**TASK OBJECTIVE:** Would you count the lines in the material below that include the string "nothing"? Only the number is needed.

**RECORDS FOR THE TASK:**
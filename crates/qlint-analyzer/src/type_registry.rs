//! Host-native type classification.
//!
//! A conservative, extensible allow-list plus a naming-convention
//! heuristic. False negatives (missed native types) are preferred over
//! false positives, since a match drives a source-edit suggestion. The
//! registry is data-driven: the embedding host extends it from JSON without
//! recompiling the core.

use anyhow::Context;
use rustc_hash::FxHashSet;
use serde::Deserialize;
use std::path::Path;

/// Native types every host installation ships. The configured set extends
/// this table.
const BUILTIN_NATIVE_TYPES: &[&str] = &[
    "QObject",
    "QQuickItem",
    "QAbstractListModel",
    "QSortFilterProxyModel",
    "QTimer",
    "QSettings",
    "QFileSystemWatcher",
    "QNetworkAccessManager",
];

/// Registry of known host-native base-type names plus reserved prefix
/// conventions. Queried, never mutated, during analysis.
///
/// Deserializes from JSON; fields missing from the configuration keep their
/// defaults, so `{}` is the default registry and
/// `{"nativeTypes": [], "nativePrefixes": []}` classifies nothing.
#[derive(Debug, Clone, Deserialize)]
#[serde(default, rename_all = "camelCase")]
pub struct TypeRegistry {
    native_types: FxHashSet<String>,
    native_prefixes: Vec<String>,
}

impl Default for TypeRegistry {
    /// The built-in native-type table plus the reserved `Q` prefix.
    fn default() -> Self {
        Self {
            native_types: BUILTIN_NATIVE_TYPES.iter().map(|s| s.to_string()).collect(),
            native_prefixes: vec!["Q".to_string()],
        }
    }
}

impl TypeRegistry {
    /// A registry that classifies nothing as host-native.
    pub fn empty() -> Self {
        Self {
            native_types: FxHashSet::default(),
            native_prefixes: Vec::new(),
        }
    }

    pub fn from_json_str(json: &str) -> serde_json::Result<Self> {
        serde_json::from_str(json)
    }

    pub fn from_path(path: impl AsRef<Path>) -> anyhow::Result<Self> {
        let path = path.as_ref();
        let text = std::fs::read_to_string(path)
            .with_context(|| format!("reading type registry from {}", path.display()))?;
        Self::from_json_str(&text)
            .with_context(|| format!("parsing type registry from {}", path.display()))
    }

    pub fn insert_native_type(&mut self, name: impl Into<String>) {
        self.native_types.insert(name.into());
    }

    pub fn add_native_prefix(&mut self, prefix: impl Into<String>) {
        self.native_prefixes.push(prefix.into());
    }

    /// Whether `type_name` denotes a host-native (non-declarative) object.
    pub fn is_host_native(&self, type_name: &str) -> bool {
        self.native_types.contains(type_name)
            || self
                .native_prefixes
                .iter()
                .any(|prefix| matches_prefix_convention(type_name, prefix))
    }
}

/// The reserved-prefix convention is prefix-plus-capital: `QObject` matches
/// the `Q` prefix, `Quantity` does not.
fn matches_prefix_convention(name: &str, prefix: &str) -> bool {
    name.strip_prefix(prefix)
        .is_some_and(|rest| rest.chars().next().is_some_and(char::is_uppercase))
}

**RESPONSE FOR THIS EXERCISE:** 2